Vögel sind faszinierende Tiere: Alleine die Tatsache, dass sie in der Lage sind zu fliegen, lässt sie für mich und zahlreiche andere Menschen besonders erscheinen. Schließlich sehen sie die Welt aus einer Perspektive, die nur den wenigsten anderen Lebewesen vergönnt ist: nämlich von oben.
Doch die Begeisterung für Vögel variiert durchaus nach der Art der Vögel. So hat es der Adler auf das Wappen jedes Landes geschafft, dass nicht schnell genug „Nein“ gesagt hat. Der gemeine Haussperling hat den süßen Spitznamen „Spatz“ verpasst bekommen und Kohl- und Blaumeisen machen mit ihrer Art sich zu putzen selbst die kältesten Herzen weich. Doch dieses Glück teilt eben nicht jeder Vogel, so werden Tauben in Berlin und anderen Großstädten als „Ratten der Lüfte“ verunglimpft. Ein völlig haltloser Rufmord an intelligenten Tieren.

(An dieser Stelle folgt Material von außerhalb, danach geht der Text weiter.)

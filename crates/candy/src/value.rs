//! Tagged scalar values and bind-type inference.
//!
//! Every bind parameter carries a [`Value`] plus a [`BindType`] hint for the
//! driver. Inference is encoded structurally by variant dispatch rather than
//! runtime type coercion, so the precedence integer > boolean > null > text
//! cannot be violated: a `Bool(true)` can never classify as an integer.

use serde::{Deserialize, Serialize};

/// A scalar value destined for a named bind parameter.
#[derive(Debug, Clone, PartialEq, Eq, Serialize, Deserialize)]
#[serde(untagged)]
pub enum Value {
    /// A signed integer.
    Int(i64),
    /// A boolean.
    Bool(bool),
    /// SQL NULL.
    Null,
    /// Anything else binds as text.
    Text(String),
}

/// Wire type hint passed to [`crate::Statement::bind_value`].
#[derive(Debug, Clone, Copy, PartialEq, Eq)]
pub enum BindType {
    Int,
    Bool,
    Null,
    Text,
}

impl Value {
    /// The bind type inferred for this value.
    pub fn bind_type(&self) -> BindType {
        match self {
            Value::Int(_) => BindType::Int,
            Value::Bool(_) => BindType::Bool,
            Value::Null => BindType::Null,
            Value::Text(_) => BindType::Text,
        }
    }

    /// Whether this value is SQL NULL.
    pub fn is_null(&self) -> bool {
        matches!(self, Value::Null)
    }

    /// The integer payload, if this is an [`Value::Int`].
    pub fn as_int(&self) -> Option<i64> {
        match self {
            Value::Int(i) => Some(*i),
            _ => None,
        }
    }

    /// The boolean payload, if this is a [`Value::Bool`].
    pub fn as_bool(&self) -> Option<bool> {
        match self {
            Value::Bool(b) => Some(*b),
            _ => None,
        }
    }

    /// The text payload, if this is a [`Value::Text`].
    pub fn as_text(&self) -> Option<&str> {
        match self {
            Value::Text(s) => Some(s),
            _ => None,
        }
    }
}

impl std::fmt::Display for Value {
    fn fmt(&self, f: &mut std::fmt::Formatter<'_>) -> std::fmt::Result {
        match self {
            Value::Int(i) => write!(f, "{i}"),
            Value::Bool(b) => write!(f, "{b}"),
            Value::Null => write!(f, "NULL"),
            Value::Text(s) => write!(f, "{s}"),
        }
    }
}

impl From<i64> for Value {
    fn from(v: i64) -> Self {
        Value::Int(v)
    }
}

impl From<i32> for Value {
    fn from(v: i32) -> Self {
        Value::Int(v.into())
    }
}

impl From<i16> for Value {
    fn from(v: i16) -> Self {
        Value::Int(v.into())
    }
}

impl From<u32> for Value {
    fn from(v: u32) -> Self {
        Value::Int(v.into())
    }
}

impl From<bool> for Value {
    fn from(v: bool) -> Self {
        Value::Bool(v)
    }
}

impl From<&str> for Value {
    fn from(v: &str) -> Self {
        Value::Text(v.to_string())
    }
}

impl From<String> for Value {
    fn from(v: String) -> Self {
        Value::Text(v)
    }
}

impl<T: Into<Value>> From<Option<T>> for Value {
    fn from(v: Option<T>) -> Self {
        match v {
            Some(v) => v.into(),
            None => Value::Null,
        }
    }
}

impl From<serde_json::Value> for Value {
    fn from(v: serde_json::Value) -> Self {
        match v {
            serde_json::Value::Null => Value::Null,
            serde_json::Value::Bool(b) => Value::Bool(b),
            serde_json::Value::Number(n) => match n.as_i64() {
                Some(i) => Value::Int(i),
                None => Value::Text(n.to_string()),
            },
            serde_json::Value::String(s) => Value::Text(s),
            other => Value::Text(other.to_string()),
        }
    }
}

impl From<Value> for serde_json::Value {
    fn from(v: Value) -> Self {
        match v {
            Value::Int(i) => serde_json::Value::from(i),
            Value::Bool(b) => serde_json::Value::from(b),
            Value::Null => serde_json::Value::Null,
            Value::Text(s) => serde_json::Value::from(s),
        }
    }
}
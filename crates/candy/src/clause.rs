//! Field, where-clause, and limit declarations consumed by the builder.
//!
//! These are plain data: the builder stores them as given and only interprets
//! them during `build()`. Iteration order is always insertion order.

use crate::value::Value;

/// Column declarations for a statement.
///
/// SELECT takes an ordered column list, where [`FieldSpec::WILDCARD`] means
/// "all columns"; INSERT and UPDATE take column→value pairs. Neither form is
/// validated against the action at declaration time; a mismatch surfaces only
/// during `build()`.
#[derive(Debug, Clone, PartialEq, Eq)]
pub enum FieldSpec {
    /// Ordered column names (SELECT).
    Columns(Vec<String>),
    /// Column→value pairs in insertion order (INSERT, UPDATE).
    Values(Vec<(String, Value)>),
}

impl FieldSpec {
    /// The "all columns" marker.
    pub const WILDCARD: &'static str = "*";

    /// Build a column-list spec.
    pub fn columns<I, S>(cols: I) -> Self
    where
        I: IntoIterator<Item = S>,
        S: Into<String>,
    {
        FieldSpec::Columns(cols.into_iter().map(Into::into).collect())
    }

    /// Build a column→value spec.
    pub fn values<I, S, V>(pairs: I) -> Self
    where
        I: IntoIterator<Item = (S, V)>,
        S: Into<String>,
        V: Into<Value>,
    {
        FieldSpec::Values(
            pairs
                .into_iter()
                .map(|(col, val)| (col.into(), val.into()))
                .collect(),
        )
    }

    /// Whether the spec holds no entries.
    pub fn is_empty(&self) -> bool {
        match self {
            FieldSpec::Columns(cols) => cols.is_empty(),
            FieldSpec::Values(pairs) => pairs.is_empty(),
        }
    }
}

impl<const N: usize> From<[&str; N]> for FieldSpec {
    fn from(cols: [&str; N]) -> Self {
        FieldSpec::columns(cols)
    }
}

impl From<Vec<&str>> for FieldSpec {
    fn from(cols: Vec<&str>) -> Self {
        FieldSpec::columns(cols)
    }
}

impl From<Vec<String>> for FieldSpec {
    fn from(cols: Vec<String>) -> Self {
        FieldSpec::Columns(cols)
    }
}

impl<V: Into<Value>, const N: usize> From<[(&str, V); N]> for FieldSpec {
    fn from(pairs: [(&str, V); N]) -> Self {
        FieldSpec::values(pairs)
    }
}

impl<V: Into<Value>> From<Vec<(&str, V)>> for FieldSpec {
    fn from(pairs: Vec<(&str, V)>) -> Self {
        FieldSpec::values(pairs)
    }
}

/// Boolean joiner between consecutive where-clauses.
#[derive(Debug, Clone, Copy, PartialEq, Eq)]
pub enum Joiner {
    And,
    Or,
}

impl Joiner {
    /// The SQL keyword for this joiner.
    pub fn as_str(self) -> &'static str {
        match self {
            Joiner::And => "AND",
            Joiner::Or => "OR",
        }
    }
}

/// One condition on a column: a comparator, a value, and an optional joiner
/// to the next clause.
///
/// Entries missing either the value or the comparator are skipped during
/// compilation rather than rejected. A joiner on the last rendered entry is
/// emitted trailing; redundant, but not an error.
#[derive(Debug, Clone, Default, PartialEq, Eq)]
pub struct Condition {
    /// Right-hand value, bound as `:where<col>`.
    pub value: Option<Value>,
    /// Comparator rendered verbatim (`=`, `<`, `LIKE`, ...).
    pub comparator: Option<String>,
    /// Joiner to the next clause, if any.
    pub joiner: Option<Joiner>,
}

impl Condition {
    /// Create a complete condition from a comparator and value.
    pub fn new(comparator: impl Into<String>, value: impl Into<Value>) -> Self {
        Self {
            value: Some(value.into()),
            comparator: Some(comparator.into()),
            joiner: None,
        }
    }

    /// Shorthand for the `=` comparator.
    pub fn eq(value: impl Into<Value>) -> Self {
        Self::new("=", value)
    }

    /// Join to the next clause with `AND`.
    pub fn and(mut self) -> Self {
        self.joiner = Some(Joiner::And);
        self
    }

    /// Join to the next clause with `OR`.
    pub fn or(mut self) -> Self {
        self.joiner = Some(Joiner::Or);
        self
    }

    /// Whether both the value and the comparator are present.
    pub fn is_complete(&self) -> bool {
        self.value.is_some() && self.comparator.is_some()
    }
}

/// Insertion-ordered set of `(column, Condition)` entries.
#[derive(Debug, Clone, Default, PartialEq, Eq)]
pub struct WhereClause {
    entries: Vec<(String, Condition)>,
}

impl WhereClause {
    /// Create an empty clause set.
    pub fn new() -> Self {
        Self::default()
    }

    /// Append a condition on `column`, returning the clause set for chaining.
    pub fn push(mut self, column: impl Into<String>, condition: Condition) -> Self {
        self.entries.push((column.into(), condition));
        self
    }

    /// Iterate entries in insertion order.
    pub fn iter(&self) -> impl Iterator<Item = &(String, Condition)> {
        self.entries.iter()
    }

    /// Whether no entries were declared.
    pub fn is_empty(&self) -> bool {
        self.entries.is_empty()
    }

    /// Number of declared entries, complete or not.
    pub fn len(&self) -> usize {
        self.entries.len()
    }
}

impl<const N: usize> From<[(&str, Condition); N]> for WhereClause {
    fn from(entries: [(&str, Condition); N]) -> Self {
        Self {
            entries: entries
                .into_iter()
                .map(|(col, cond)| (col.to_string(), cond))
                .collect(),
        }
    }
}

impl From<Vec<(&str, Condition)>> for WhereClause {
    fn from(entries: Vec<(&str, Condition)>) -> Self {
        Self {
            entries: entries
                .into_iter()
                .map(|(col, cond)| (col.to_string(), cond))
                .collect(),
        }
    }
}

/// LIMIT with an optional offset.
///
/// The offset defaults to 0 and is rendered only when non-zero:
/// `LIMIT max` / `LIMIT max, offset`.
#[derive(Debug, Clone, Copy, PartialEq, Eq)]
pub struct Limit {
    pub max: u64,
    pub offset: u64,
}

impl Limit {
    /// Limit to `max` rows with no offset.
    pub fn new(max: u64) -> Self {
        Self { max, offset: 0 }
    }

    /// Set the offset.
    pub fn offset(mut self, offset: u64) -> Self {
        self.offset = offset;
        self
    }
}

#[cfg(test)]
mod tests {
    use super::*;

    #[test]
    fn field_spec_preserves_insertion_order() {
        let spec = FieldSpec::from([("name", "Yonas"), ("email", "y@x.com")]);
        let FieldSpec::Values(pairs) = spec else {
            panic!("expected value pairs");
        };
        assert_eq!(pairs[0].0, "name");
        assert_eq!(pairs[1].0, "email");
    }

    #[test]
    fn condition_completeness() {
        assert!(Condition::eq("x").is_complete());
        assert!(!Condition::default().is_complete());
        let no_comparator = Condition {
            value: Some(Value::from(1i64)),
            ..Default::default()
        };
        assert!(!no_comparator.is_complete());
    }

    #[test]
    fn where_clause_chains_in_order() {
        let clause = WhereClause::new()
            .push("a", Condition::eq(1i64).and())
            .push("b", Condition::eq(2i64));
        let cols: Vec<&str> = clause.iter().map(|(c, _)| c.as_str()).collect();
        assert_eq!(cols, ["a", "b"]);
    }

    #[test]
    fn limit_defaults_to_zero_offset() {
        assert_eq!(Limit::new(5).offset, 0);
        assert_eq!(Limit::new(5).offset(10).offset, 10);
    }
}
//! Capability traits for the external prepared-statement connection.
//!
//! The builder consumes these traits and never implements them; concrete
//! drivers live outside this crate. All calls are synchronous and blocking.
//! Concurrency, cancellation, and timeouts are the driver's concern, not the
//! builder's.

use crate::error::{CandyResult, ErrorInfo};
use crate::row::Row;
use crate::value::{BindType, Value};

/// A database connection capable of preparing statements.
pub trait Connection {
    /// The prepared-statement handle type produced by [`Connection::prepare`].
    type Statement: Statement;

    /// Prepare `sql`, returning a live statement handle.
    ///
    /// The handle is exclusively owned by the caller and released on drop.
    fn prepare(&self, sql: &str) -> CandyResult<Self::Statement>;
}

/// A live prepared statement.
pub trait Statement {
    /// Bind a value to a named placeholder with a wire type hint.
    fn bind_value(&mut self, name: &str, value: Value, ty: BindType) -> CandyResult<()>;

    /// Execute the statement.
    fn execute(&mut self) -> CandyResult<()>;

    /// Fetch all result rows.
    fn fetch_all(&mut self) -> CandyResult<Vec<Row>>;

    /// Fetch a single result row, if any.
    fn fetch_one(&mut self) -> CandyResult<Option<Row>>;

    /// Number of rows affected by the last execute.
    fn row_count(&self) -> u64;

    /// Descriptor for the last driver error; [`ErrorInfo::ok`] when healthy.
    fn error_info(&self) -> ErrorInfo;
}

impl<C: Connection> Connection for &C {
    type Statement = C::Statement;

    fn prepare(&self, sql: &str) -> CandyResult<Self::Statement> {
        (*self).prepare(sql)
    }
}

Tauben sind nicht so schlecht wie ihr Ruf
Diese Erkenntnis habe ich beim Lesen des Buches „Tauben“ von Karin Schneider (Verlag: Matthes & Seitz Berlin) gewinnen können. Die Berliner Lektorin räumt darin nämlich mit gängigen Vorurteilen über die Tiere auf. Angefangen natürlich bei der Bezeichnung „Ratten der Lüfte“. Die stammt nämlich aus einem Pamphlet von Thomas B. Hoving, aus dem Jahr 1966. Darin hetzte er gegen Homosexuelle, Obdachlose und Tauben. Sie alle wollte er aus dem Stadtbild verbannen.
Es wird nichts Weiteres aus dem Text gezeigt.